§ **TASK OBJECTIVE**: Your output should be the entries below, from the first line up to and including the line with "pub use app::start_app;", reproduced exactly and with no other lines.

§ **TASK INPUTS**:
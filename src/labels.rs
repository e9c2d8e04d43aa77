use std::fmt;

/// The four tumor classes the model was trained on, in the exact order of the
/// model's output vector. Index positions are part of the model contract and
/// must never be reordered.
#[derive(Debug, Clone, Copy, PartialEq, Eq)]
pub enum TumorClass {
    Glioma,
    Meningioma,
    Notumor,
    Pituitary,
}

impl TumorClass {
    pub const ALL: [TumorClass; 4] = [
        TumorClass::Glioma,
        TumorClass::Meningioma,
        TumorClass::Notumor,
        TumorClass::Pituitary,
    ];

    pub fn from_index(index: usize) -> Option<TumorClass> {
        Self::ALL.get(index).copied()
    }

    pub fn as_str(&self) -> &'static str {
        match self {
            TumorClass::Glioma => "glioma",
            TumorClass::Meningioma => "meningioma",
            TumorClass::Notumor => "notumor",
            TumorClass::Pituitary => "pituitary",
        }
    }
}

impl fmt::Display for TumorClass {
    fn fmt(&self, f: &mut fmt::Formatter<'_>) -> fmt::Result {
        f.write_str(self.as_str())
    }
}
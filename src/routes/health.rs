use axum::{response::IntoResponse, response::Json};
use serde::{Deserialize, Serialize};

#[derive(Serialize, Deserialize)]
pub struct Status {
    status: String,
}

pub async fn healthcheck() -> impl IntoResponse {
    Json(Status {
        status: "Available".into(),
    })
}
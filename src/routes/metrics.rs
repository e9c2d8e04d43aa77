use crate::server::SharedState;
use axum::{extract::State, http::StatusCode, response::IntoResponse};
use prometheus::{Encoder, TextEncoder};

pub async fn metrics_handler(State(state): State<SharedState>) -> impl IntoResponse {
    let metric_families = state.metrics.registry.gather();

    let mut buffer = Vec::new();
    let encoder = TextEncoder::new();
    if let Err(e) = encoder.encode(&metric_families, &mut buffer) {
        return (
            StatusCode::INTERNAL_SERVER_ERROR,
            format!("failed to encode metrics: {}", e),
        )
            .into_response();
    }

    String::from_utf8_lossy(&buffer).into_owned().into_response()
}
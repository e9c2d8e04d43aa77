mod classifier;
mod labels;
mod ort_classifier;
mod pages;
mod preprocess;
mod routes;
mod server;
mod storage;
mod telemetry;

pub mod app;
pub mod config;

pub use app::start_app;
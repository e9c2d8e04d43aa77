use crate::config::Config;
use crate::ort_classifier::OrtClassifier;
use crate::server::HttpServer;
use crate::storage::UploadStore;

use std::{error::Error, sync::Arc};
use tokio::{signal, sync::broadcast};

pub async fn start_app(config: Config) -> Result<(), Box<dyn Error>> {
    // A model that fails to load is fatal: no request is ever served.
    let classifier = match OrtClassifier::new(&config.model) {
        Ok(classifier) => Arc::new(classifier),
        Err(e) => {
            tracing::error!("Failed to load model: {:?}", e);
            return Err(Box::new(e));
        }
    };

    let uploads = match UploadStore::new(&config.storage.upload_dir) {
        Ok(store) => Arc::new(store),
        Err(e) => {
            tracing::error!("Failed to initialize upload storage: {:?}", e);
            return Err(Box::new(e));
        }
    };

    let server = HttpServer::new(classifier, uploads, &config).await?;

    let (shutdown_tx, _) = broadcast::channel(1);
    let server_shutdown_rx = shutdown_tx.subscribe();

    let server_handle = server.run(server_shutdown_rx).await?;

    shutdown_signal().await;
    tracing::info!("Shutdown signal received, starting graceful shutdown.");

    let _ = shutdown_tx.send(());
    let _ = server_handle.await;

    Ok(())
}

async fn shutdown_signal() {
    let ctrl_c = async {
        signal::ctrl_c()
            .await
            .expect("failed to install Ctrl+C handler");
    };

    let terminate = async {
        signal::unix::signal(signal::unix::SignalKind::terminate())
            .expect("failed to install signal handler")
            .recv()
            .await;
    };

    tokio::select! {
        _ = ctrl_c => {},
        _ = terminate => {},
    }
}
use opentelemetry::{
    global,
    metrics::{Counter, Histogram, MeterProvider},
    KeyValue,
};
use prometheus::Registry;

pub struct Metrics {
    request_counter: Counter<u64>,
    prediction_counter: Counter<u64>,
    preprocess_duration: Histogram<u64>,
    inference_duration: Histogram<u64>,
    pub registry: Registry,
}

impl Metrics {
    pub fn new() -> Self {
        let registry = Registry::new();
        // TODO: deprecated crate to be replaced with an OLTP exporter
        let exporter = opentelemetry_prometheus::exporter()
            .with_registry(registry.clone())
            .build()
            .unwrap();

        let provider = opentelemetry_sdk::metrics::SdkMeterProvider::builder()
            .with_reader(exporter)
            .build();

        let meter = provider.meter("mri_prediction");
        global::set_meter_provider(provider);

        let request_counter = meter
            .u64_counter("requests_total")
            .with_description("Total number of requests")
            .build();

        let prediction_counter = meter
            .u64_counter("predictions_total")
            .with_description("Total number of predictions by class label")
            .build();

        let duration_boundaries = vec![1., 2., 5., 10., 20., 50., 100., 250., 500., 1000.];

        let preprocess_duration = meter
            .u64_histogram("preprocess_duration_ms")
            .with_boundaries(duration_boundaries.clone())
            .with_description("Duration of image preprocessing in milliseconds")
            .build();

        let inference_duration = meter
            .u64_histogram("inference_duration_ms")
            .with_boundaries(duration_boundaries)
            .with_description("Duration of model forward passes in milliseconds")
            .build();

        Metrics {
            request_counter,
            prediction_counter,
            preprocess_duration,
            inference_duration,
            registry,
        }
    }

    pub fn record_request(&self, route: &str) {
        let attributes = vec![KeyValue::new("route", route.to_string())];
        self.request_counter.add(1, &attributes);
    }

    pub fn record_prediction(&self, label: &'static str) {
        let attributes = vec![KeyValue::new("label", label)];
        self.prediction_counter.add(1, &attributes);
    }

    pub fn record_preprocess_duration(&self, duration_ms: u64) {
        self.preprocess_duration.record(duration_ms, &[]);
    }

    pub fn record_inference_duration(&self, duration_ms: u64) {
        self.inference_duration.record(duration_ms, &[]);
    }
}

impl Default for Metrics {
    fn default() -> Self {
        Self::new()
    }
}
// SPDX-License-Identifier: BUSL-1.1
// Copyright (c) 2026 Alfred Jean LLC

//! The four value/param shims.
//!
//! Each command validates the inherited session context, performs exactly
//! one coordinator operation, prints the result (get-commands) or nothing
//! (set-commands), and returns. Invoked outside a session they fail as a
//! usage error without touching the coordinator.

use crate::client::CoordinatorClient;
use crate::exit::{ExitError, EXIT_NOT_FOUND};
use stint_core::SessionContext;

/// Read a value from the session's shared store
pub async fn getvalue(key: &str) -> Result<(), ExitError> {
    let ctx = SessionContext::from_env()?;
    let client = CoordinatorClient::new(&ctx.endpoint);

    match client.get_value(key).await? {
        Some(value) => {
            println!("{value}");
            Ok(())
        }
        None => Err(ExitError::silent(EXIT_NOT_FOUND)),
    }
}

/// Write a value into the session's shared store
pub async fn setvalue(key: &str, value: &str) -> Result<(), ExitError> {
    let ctx = SessionContext::from_env()?;
    let client = CoordinatorClient::new(&ctx.endpoint);

    client.set_value(key, value).await?;
    Ok(())
}

/// Read a parameter of the current build
pub async fn getparam(name: &str) -> Result<(), ExitError> {
    let ctx = SessionContext::from_env()?;
    let client = CoordinatorClient::new(&ctx.endpoint);

    match client.get_param(&ctx.build, name).await? {
        Some(value) => {
            println!("{value}");
            Ok(())
        }
        None => Err(ExitError::silent(EXIT_NOT_FOUND)),
    }
}

/// Stage a parameter for the next job this build launches
pub async fn setparam(name: &str, value: &str) -> Result<(), ExitError> {
    let ctx = SessionContext::from_env()?;
    let client = CoordinatorClient::new(&ctx.endpoint);

    client.set_param(&ctx.build, name, value).await?;
    Ok(())
}
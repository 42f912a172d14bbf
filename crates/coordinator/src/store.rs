// SPDX-License-Identifier: BUSL-1.1
// Copyright (c) 2026 Alfred Jean LLC

//! In-memory session state: values, staged parameters, build records.
//!
//! The store is the single authority for a session's shared state; every
//! access from a job goes through the coordinator socket, never through
//! process memory. Mutations happen under one mutex held by the server,
//! so "last writer wins" is defined by completion order and readers
//! always observe a fully applied write.

use std::collections::{BTreeMap, HashSet};
use stint_core::{BuildId, BuildState};
use thiserror::Error;

/// Per-build record: the parameter table fixed at launch plus run state.
#[derive(Debug, Clone)]
pub struct BuildRecord {
    params: BTreeMap<String, String>,
    consumed: HashSet<String>,
    state: BuildState,
}

impl BuildRecord {
    pub fn state(&self) -> BuildState {
        self.state
    }

    /// Whether `getparam` has been answered for this name
    pub fn is_consumed(&self, name: &str) -> bool {
        self.consumed.contains(name)
    }
}

#[derive(Debug, Error, PartialEq, Eq)]
pub enum StoreError {
    #[error("unknown build: {0}")]
    UnknownBuild(BuildId),

    #[error("build already registered: {0}")]
    DuplicateBuild(BuildId),

    #[error("build already completed: {0}")]
    BuildCompleted(BuildId),
}

#[derive(Debug, Default)]
pub struct SessionStore {
    values: BTreeMap<String, String>,
    staged: BTreeMap<BuildId, BTreeMap<String, String>>,
    builds: BTreeMap<BuildId, BuildRecord>,
}

impl SessionStore {
    pub fn new() -> Self {
        Self::default()
    }

    pub fn get_value(&self, key: &str) -> Option<&str> {
        self.values.get(key).map(String::as_str)
    }

    pub fn set_value(&mut self, key: impl Into<String>, value: impl Into<String>) {
        self.values.insert(key.into(), value.into());
    }

    /// Stage a parameter for the next build `build` launches. Overwrites
    /// an earlier unconsumed staging of the same name by the same parent.
    pub fn stage_param(
        &mut self,
        build: &BuildId,
        name: impl Into<String>,
        value: impl Into<String>,
    ) -> Result<(), StoreError> {
        if !self.builds.contains_key(build) {
            return Err(StoreError::UnknownBuild(build.clone()));
        }
        self.staged
            .entry(build.clone())
            .or_default()
            .insert(name.into(), value.into());
        Ok(())
    }

    /// Collect and clear everything staged by `parent`. Clearing here is
    /// what limits a parameter's scope to exactly one launch.
    pub fn take_staged(&mut self, parent: &BuildId) -> BTreeMap<String, String> {
        self.staged.remove(parent).unwrap_or_default()
    }

    /// Register a build with the parameter table fixed at its launch.
    pub fn open_build(
        &mut self,
        build: BuildId,
        params: BTreeMap<String, String>,
    ) -> Result<(), StoreError> {
        if self.builds.contains_key(&build) {
            return Err(StoreError::DuplicateBuild(build));
        }
        self.builds.insert(
            build,
            BuildRecord {
                params,
                consumed: HashSet::new(),
                state: BuildState::Running,
            },
        );
        Ok(())
    }

    /// Read a parameter of `build`, marking it consumed on a hit. Reads
    /// stay idempotent; consumption is recorded, not enforced.
    pub fn get_param(&mut self, build: &BuildId, name: &str) -> Result<Option<&str>, StoreError> {
        let record = self
            .builds
            .get_mut(build)
            .ok_or_else(|| StoreError::UnknownBuild(build.clone()))?;

        if record.params.contains_key(name) {
            record.consumed.insert(name.to_string());
        }
        Ok(record.params.get(name).map(String::as_str))
    }

    /// Finalize a build. Completed builds are immutable.
    pub fn close_build(&mut self, build: &BuildId, exit_code: i32) -> Result<(), StoreError> {
        let record = self
            .builds
            .get_mut(build)
            .ok_or_else(|| StoreError::UnknownBuild(build.clone()))?;

        if matches!(record.state, BuildState::Completed { .. }) {
            return Err(StoreError::BuildCompleted(build.clone()));
        }
        record.state = BuildState::Completed { exit_code };
        Ok(())
    }

    pub fn build(&self, build: &BuildId) -> Option<&BuildRecord> {
        self.builds.get(build)
    }

    /// Snapshot of the value table, for the final dump on session close.
    pub fn values(&self) -> &BTreeMap<String, String> {
        &self.values
    }
}

#[cfg(test)]
#[path = "store_tests.rs"]
mod tests;
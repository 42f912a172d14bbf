// SPDX-License-Identifier: BUSL-1.1
// Copyright (c) 2026 Alfred Jean LLC

//! Job definitions.
//!
//! A job lives at `<base>/jobs/<name>/` and is described by a `job.toml`:
//!
//! ```toml
//! script = "script.sh"
//!
//! [params]
//! prm1 = "\"why?\""
//! ```
//!
//! `script` names an executable inside the job directory. The optional
//! `[params]` table holds default values for parameters the job reads via
//! `getparam`; a parent's `setparam` overrides them for one launch.

use crate::layout::Layout;
use serde::Deserialize;
use std::collections::BTreeMap;
use std::path::{Path, PathBuf};
use thiserror::Error;

/// Parsed contents of a `job.toml`
#[derive(Debug, Clone, PartialEq, Eq, Deserialize)]
pub struct JobSpec {
    /// Executable inside the job directory
    pub script: String,

    /// Default parameter values
    #[serde(default)]
    pub params: BTreeMap<String, String>,
}

/// A job resolved on disk
#[derive(Debug, Clone)]
pub struct Job {
    pub name: String,
    pub dir: PathBuf,
    pub spec: JobSpec,
}

#[derive(Debug, Error)]
pub enum JobError {
    #[error("no such job: {0}")]
    NotFound(String),

    #[error("invalid job name: {0:?}")]
    InvalidName(String),

    #[error("cannot read {path}: {source}")]
    Unreadable {
        path: PathBuf,
        #[source]
        source: std::io::Error,
    },

    #[error("invalid job.toml for {name}: {source}")]
    Invalid {
        name: String,
        #[source]
        source: toml::de::Error,
    },

    #[error("script {script:?} does not exist for job {name}")]
    ScriptMissing { name: String, script: String },
}

impl Job {
    /// Resolve a job identifier against the base directory. Fails before
    /// any session or coordinator machinery is touched.
    pub fn resolve(layout: &Layout, name: &str) -> Result<Job, JobError> {
        if name.is_empty()
            || Path::new(name).is_absolute()
            || name.split('/').any(|part| part.is_empty() || part == "." || part == "..")
        {
            return Err(JobError::InvalidName(name.to_string()));
        }

        let dir = layout.job_dir(name);
        if !dir.is_dir() {
            return Err(JobError::NotFound(name.to_string()));
        }

        let spec_path = dir.join("job.toml");
        let raw = std::fs::read_to_string(&spec_path).map_err(|source| {
            if source.kind() == std::io::ErrorKind::NotFound {
                JobError::NotFound(name.to_string())
            } else {
                JobError::Unreadable {
                    path: spec_path.clone(),
                    source,
                }
            }
        })?;

        let spec: JobSpec = toml::from_str(&raw).map_err(|source| JobError::Invalid {
            name: name.to_string(),
            source,
        })?;

        if !dir.join(&spec.script).is_file() {
            return Err(JobError::ScriptMissing {
                name: name.to_string(),
                script: spec.script,
            });
        }

        Ok(Job {
            name: name.to_string(),
            dir,
            spec,
        })
    }

    /// Absolute path of the job's script inside the job directory
    pub fn script_path(&self) -> PathBuf {
        self.dir.join(&self.spec.script)
    }
}

#[cfg(test)]
#[path = "job_tests.rs"]
mod tests;
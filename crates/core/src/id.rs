// SPDX-License-Identifier: BUSL-1.1
// Copyright (c) 2026 Alfred Jean LLC

//! Session-id generation

use crate::session::SessionId;
use std::sync::atomic::{AtomicU64, Ordering};
use std::sync::Arc;

/// Generates session identifiers
pub trait IdGen: Send + Sync {
    fn session_id(&self) -> SessionId;
}

/// UUID-based generator for production use
#[derive(Clone, Default)]
pub struct UuidIdGen;

impl IdGen for UuidIdGen {
    fn session_id(&self) -> SessionId {
        SessionId(uuid::Uuid::new_v4().to_string())
    }
}

/// Sequential generator for deterministic tests
#[derive(Clone)]
pub struct SequentialIdGen {
    prefix: String,
    counter: Arc<AtomicU64>,
}

impl SequentialIdGen {
    pub fn new(prefix: impl Into<String>) -> Self {
        Self {
            prefix: prefix.into(),
            counter: Arc::new(AtomicU64::new(1)),
        }
    }
}

impl Default for SequentialIdGen {
    fn default() -> Self {
        Self::new("session")
    }
}

impl IdGen for SequentialIdGen {
    fn session_id(&self) -> SessionId {
        let n = self.counter.fetch_add(1, Ordering::SeqCst);
        SessionId(format!("{}-{}", self.prefix, n))
    }
}
// SPDX-License-Identifier: BUSL-1.1
// Copyright (c) 2026 Alfred Jean LLC

use serde::{Deserialize, Serialize};
use std::collections::BTreeMap;

/// Response from the coordinator to a client tool
#[derive(Debug, Clone, Serialize, Deserialize, PartialEq)]
#[serde(tag = "type")]
pub enum Response {
    Pong,

    Hello { version: String },

    /// Request applied
    Ok,

    /// The requested value or parameter
    Value { value: String },

    /// The key or parameter does not exist; a normal status, not a failure
    NotFound,

    /// Parameters staged for a launch
    Params { params: BTreeMap<String, String> },

    /// The coordinator rejected the request
    Error { message: String },
}
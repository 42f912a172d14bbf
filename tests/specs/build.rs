//! Build numbering specs
//!
//! Six-digit, strictly increasing per job name, durable across sessions.

use crate::prelude::*;

#[test]
fn build_numbers_start_at_one_and_increase_across_sessions() {
    let temp = Project::empty();
    temp.job("root", r#"echo "build=$STINT_BUILD""#);

    temp.startjob("root").passes().stdout_has("build=000001");
    temp.startjob("root").passes().stdout_has("build=000002");
    temp.startjob("root").passes().stdout_has("build=000003");
}

#[test]
fn build_numbers_are_always_exactly_six_digits() {
    let temp = Project::empty();
    temp.job("root", r#"printf '%s' "$STINT_BUILD" | wc -c"#);

    let out = temp.startjob("root").passes();
    assert_eq!(out.stdout().trim(), "6");
}

#[test]
fn jobs_count_independently() {
    let temp = Project::empty();
    temp.job("a", r#"echo "a=$STINT_BUILD""#);
    temp.job("b", r#"echo "b=$STINT_BUILD""#);

    temp.startjob("a").passes().stdout_has("a=000001");
    temp.startjob("a").passes().stdout_has("a=000002");
    temp.startjob("b").passes().stdout_has("b=000001");
}

#[test]
fn nested_builds_allocate_from_the_same_ledger() {
    let temp = Project::empty();
    temp.job("root", r#""$STINT_STARTJOB" root2"#);
    temp.job("root2", r#"echo "inner build=$STINT_BUILD""#);

    temp.startjob("root")
        .passes()
        .stdout_has("inner build=000001");

    assert_eq!(temp.ledger("root").unwrap().trim(), "1");
    assert_eq!(temp.ledger("root2").unwrap().trim(), "1");
}

#[test]
fn each_build_gets_its_own_directory_with_an_exit_code() {
    let temp = Project::empty();
    temp.job("root", "exit 0");

    temp.startjob("root").passes();

    let exitcode = temp
        .base()
        .join("jobs/root/000001/exitcode.txt");
    assert_eq!(std::fs::read_to_string(exitcode).unwrap().trim(), "0");
}

#[test]
fn the_job_runs_inside_its_build_directory() {
    let temp = Project::empty();
    temp.job("root", "basename \"$(pwd)\"");

    temp.startjob("root").passes().stdout_has("000001");
}

#[test]
fn a_broken_ledger_is_fatal_to_the_launch() {
    let temp = Project::empty();
    temp.job("root", "true");
    temp.file("jobs/root/.next_build", "garbage");

    temp.startjob("root")
        .fails_with(6)
        .stderr_has("corrupt");
}

#[test]
fn an_exhausted_ledger_is_fatal_not_wrapped() {
    let temp = Project::empty();
    temp.job("root", "true");
    temp.file("jobs/root/.next_build", "999999");

    temp.startjob("root")
        .fails_with(6)
        .stderr_has("six-digit");
}

#[test]
fn child_exit_codes_pass_through_verbatim() {
    let temp = Project::empty();
    temp.job("root", "exit 7");

    temp.startjob("root").fails_with(7);

    let exitcode = temp.base().join("jobs/root/000001/exitcode.txt");
    assert_eq!(std::fs::read_to_string(exitcode).unwrap().trim(), "7");
}
// SPDX-License-Identifier: BUSL-1.1
// Copyright (c) 2026 Alfred Jean LLC

//! The typed session context and its environment-variable encoding.
//!
//! Session state crosses process boundaries only through environment
//! variables. Inside a process it is this typed value; serialization
//! happens exactly once, at the spawn boundary ([`SessionContext::env_vars`]),
//! and parsing exactly once, at startup ([`SessionContext::from_env`]).
//! Every variable is validated strictly: a client tool invoked with a
//! missing or malformed context is a configuration error, reported before
//! any coordinator contact.

use crate::build::BuildId;
use crate::session::{Role, SessionId};
use std::ffi::OsString;
use std::path::{Path, PathBuf};
use thiserror::Error;

pub const ENV_ENDPOINT: &str = "STINT_ENDPOINT";
pub const ENV_SESSION: &str = "STINT_SESSION";
pub const ENV_OWNER: &str = "STINT_OWNER";
pub const ENV_BASE_DIR: &str = "STINT_BASE_DIR";
pub const ENV_JOB: &str = "STINT_JOB";
pub const ENV_BUILD: &str = "STINT_BUILD";

/// The five client tools, with the environment variable each is
/// published under.
const TOOL_VARS: [&str; 5] = [
    "STINT_STARTJOB",
    "STINT_GETVALUE",
    "STINT_SETVALUE",
    "STINT_GETPARAM",
    "STINT_SETPARAM",
];

#[derive(Debug, Error)]
pub enum ContextError {
    #[error("{0} is not set; this command only runs inside a stint session")]
    Missing(&'static str),

    #[error("{var} is malformed: expected {expected}, got {got:?}")]
    Malformed {
        var: &'static str,
        expected: &'static str,
        got: String,
    },

    #[error("cannot locate the current executable: {0}")]
    CurrentExe(std::io::Error),
}

/// Resolved paths to the five client tool executables.
///
/// Constructed once by the process launcher and handed down so a job can
/// invoke the tools without locating them itself.
#[derive(Debug, Clone, PartialEq, Eq)]
pub struct ToolPaths {
    pub startjob: PathBuf,
    pub getvalue: PathBuf,
    pub setvalue: PathBuf,
    pub getparam: PathBuf,
    pub setparam: PathBuf,
}

impl ToolPaths {
    /// Resolve the tools as siblings of the current executable, falling
    /// back to bare names (PATH lookup) for any that are not present.
    pub fn resolve() -> Result<Self, ContextError> {
        let exe = std::env::current_exe().map_err(ContextError::CurrentExe)?;
        let dir = exe.parent().map(Path::to_path_buf).unwrap_or_default();
        Ok(Self {
            startjob: locate(&dir, "startjob"),
            getvalue: locate(&dir, "getvalue"),
            setvalue: locate(&dir, "setvalue"),
            getparam: locate(&dir, "getparam"),
            setparam: locate(&dir, "setparam"),
        })
    }

    /// Read the record back from an inherited environment. `None` when
    /// any of the five variables is absent.
    pub fn from_lookup(lookup: impl Fn(&str) -> Option<String>) -> Option<Self> {
        let [startjob, getvalue, setvalue, getparam, setparam] =
            TOOL_VARS.map(|var| lookup(var).map(PathBuf::from));
        Some(Self {
            startjob: startjob?,
            getvalue: getvalue?,
            setvalue: setvalue?,
            getparam: getparam?,
            setparam: setparam?,
        })
    }

    fn vars(&self) -> Vec<(&'static str, OsString)> {
        let paths = [
            &self.startjob,
            &self.getvalue,
            &self.setvalue,
            &self.getparam,
            &self.setparam,
        ];
        TOOL_VARS
            .iter()
            .zip(paths)
            .map(|(var, path)| (*var, path.clone().into_os_string()))
            .collect()
    }
}

fn locate(dir: &Path, name: &str) -> PathBuf {
    let sibling = dir.join(name);
    if sibling.exists() {
        sibling
    } else {
        PathBuf::from(name)
    }
}

/// Everything a job process inherits about the session it runs in.
#[derive(Debug, Clone)]
pub struct SessionContext {
    /// Transport address of the session coordinator
    pub endpoint: PathBuf,
    pub session_id: SessionId,
    /// Role of the invocation that launched this job
    pub role: Role,
    pub base_dir: PathBuf,
    /// The build this process belongs to
    pub build: BuildId,
    pub tools: ToolPaths,
}

impl SessionContext {
    /// Parse and validate the context from the process environment.
    pub fn from_env() -> Result<Self, ContextError> {
        Self::from_lookup(|var| std::env::var(var).ok())
    }

    /// [`SessionContext::from_env`] with an explicit variable source.
    pub fn from_lookup(lookup: impl Fn(&str) -> Option<String>) -> Result<Self, ContextError> {
        let endpoint = require(&lookup, ENV_ENDPOINT)?;
        let session = require(&lookup, ENV_SESSION)?;
        let owner = require(&lookup, ENV_OWNER)?;
        let base_dir = require(&lookup, ENV_BASE_DIR)?;
        let job_name = require(&lookup, ENV_JOB)?;
        let number = require(&lookup, ENV_BUILD)?;

        let role = Role::from_env_str(&owner).ok_or(ContextError::Malformed {
            var: ENV_OWNER,
            expected: "exactly `true` or `false`",
            got: owner,
        })?;

        let number = number.parse().map_err(|_| ContextError::Malformed {
            var: ENV_BUILD,
            expected: "exactly six decimal digits",
            got: number,
        })?;

        let tools = ToolPaths::from_lookup(&lookup).ok_or_else(|| {
            let missing = TOOL_VARS
                .iter()
                .copied()
                .find(|&var| lookup(var).is_none())
                .unwrap_or(TOOL_VARS[0]);
            ContextError::Missing(missing)
        })?;

        Ok(Self {
            endpoint: PathBuf::from(endpoint),
            session_id: SessionId(session),
            role,
            base_dir: PathBuf::from(base_dir),
            build: BuildId::new(job_name, number),
            tools,
        })
    }

    /// Serialize the context for a child process environment. This is the
    /// only place session state becomes environment variables.
    pub fn env_vars(&self) -> Vec<(&'static str, OsString)> {
        let mut vars = vec![
            (ENV_ENDPOINT, self.endpoint.clone().into_os_string()),
            (ENV_SESSION, OsString::from(self.session_id.0.clone())),
            (ENV_OWNER, OsString::from(self.role.as_env_str())),
            (ENV_BASE_DIR, self.base_dir.clone().into_os_string()),
            (ENV_JOB, OsString::from(self.build.job_name.clone())),
            (ENV_BUILD, OsString::from(self.build.number.to_string())),
        ];
        vars.extend(self.tools.vars());
        vars
    }
}

/// A session found in the launcher's own environment. Absent for the
/// root invocation, which creates the session instead.
#[derive(Debug, Clone)]
pub struct InheritedSession {
    pub endpoint: PathBuf,
    pub session_id: SessionId,
    pub base_dir: PathBuf,
    /// The build whose script invoked this launcher; its staged
    /// parameters go to the child about to be launched.
    pub parent_build: BuildId,
    pub tools: ToolPaths,
}

impl InheritedSession {
    /// Look for an inherited session. `Ok(None)` means no endpoint is
    /// set and the caller is the root invocation; a present but
    /// incomplete context is an error, not a fresh start.
    pub fn from_env() -> Result<Option<Self>, ContextError> {
        Self::from_lookup(|var| std::env::var(var).ok())
    }

    /// [`InheritedSession::from_env`] with an explicit variable source.
    pub fn from_lookup(
        lookup: impl Fn(&str) -> Option<String>,
    ) -> Result<Option<Self>, ContextError> {
        if lookup(ENV_ENDPOINT).is_none() {
            return Ok(None);
        }
        let ctx = SessionContext::from_lookup(lookup)?;
        Ok(Some(Self {
            endpoint: ctx.endpoint,
            session_id: ctx.session_id,
            base_dir: ctx.base_dir,
            parent_build: ctx.build,
            tools: ctx.tools,
        }))
    }
}

/// The base directory a root invocation starts from.
pub fn base_dir_from_lookup(
    lookup: impl Fn(&str) -> Option<String>,
) -> Result<PathBuf, ContextError> {
    require(&lookup, ENV_BASE_DIR).map(PathBuf::from)
}

fn require(
    lookup: impl Fn(&str) -> Option<String>,
    var: &'static str,
) -> Result<String, ContextError> {
    match lookup(var) {
        Some(value) if !value.is_empty() => Ok(value),
        _ => Err(ContextError::Missing(var)),
    }
}

#[cfg(test)]
#[path = "context_tests.rs"]
mod tests;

§ **TASK ANSWER**:
filename src/labels.rs
repository e9c2d8e04d43aa77
use std::fmt;

/// The four tumor classes the model was trained on, in the exact order of the
/// model's output vector. Index positions are part of the model contract and
/// must never be reordered.
#[derive(Debug, Clone, Copy, PartialEq, Eq)]
pub enum TumorClass {
    Glioma,
    Meningioma,
    Notumor,
    Pituitary,
}

impl TumorClass {
    pub const ALL: [TumorClass; 4] = [
        TumorClass::Glioma,
        TumorClass::Meningioma,
        TumorClass::Notumor,
        TumorClass::Pituitary,
    ];

    pub fn from_index(index: usize) -> Option<TumorClass> {
        Self::ALL.get(index).copied()
    }

    pub fn as_str(&self) -> &'static str {
        match self {
            TumorClass::Glioma => "glioma",
            TumorClass::Meningioma => "meningioma",
            TumorClass::Notumor => "notumor",
            TumorClass::Pituitary => "pituitary",
        }
    }
}

impl fmt::Display for TumorClass {
    fn fmt(&self, f: &mut fmt::Formatter<'_>) -> fmt::Result {
        f.write_str(self.as_str())
    }
}
filename src/routes/health.rs
use axum::{response::IntoResponse, response::Json};
use serde::{Deserialize, Serialize};

#[derive(Serialize, Deserialize)]
pub struct Status {
    status: String,
}

pub async fn healthcheck() -> impl IntoResponse {
    Json(Status {
        status: "Available".into(),
    })
}
filename src/routes/metrics.rs
repository e9c2d8e04d43aa77
use crate::server::SharedState;
use axum::{extract::State, http::StatusCode, response::IntoResponse};
use prometheus::{Encoder, TextEncoder};

pub async fn metrics_handler(State(state): State<SharedState>) -> impl IntoResponse {
    let metric_families = state.metrics.registry.gather();

    let mut buffer = Vec::new();
    let encoder = TextEncoder::new();
    if let Err(e) = encoder.encode(&metric_families, &mut buffer) {
        return (
            StatusCode::INTERNAL_SERVER_ERROR,
            format!("failed to encode metrics: {}", e),
        )
            .into_response();
    }

    String::from_utf8_lossy(&buffer).into_owned().into_response()
}
repository e9c2d8e04d43aa77
mod classifier;
mod labels;
mod ort_classifier;
mod pages;
mod preprocess;
mod routes;
mod server;
mod storage;
mod telemetry;

pub mod app;
pub mod config;

pub use app::start_app;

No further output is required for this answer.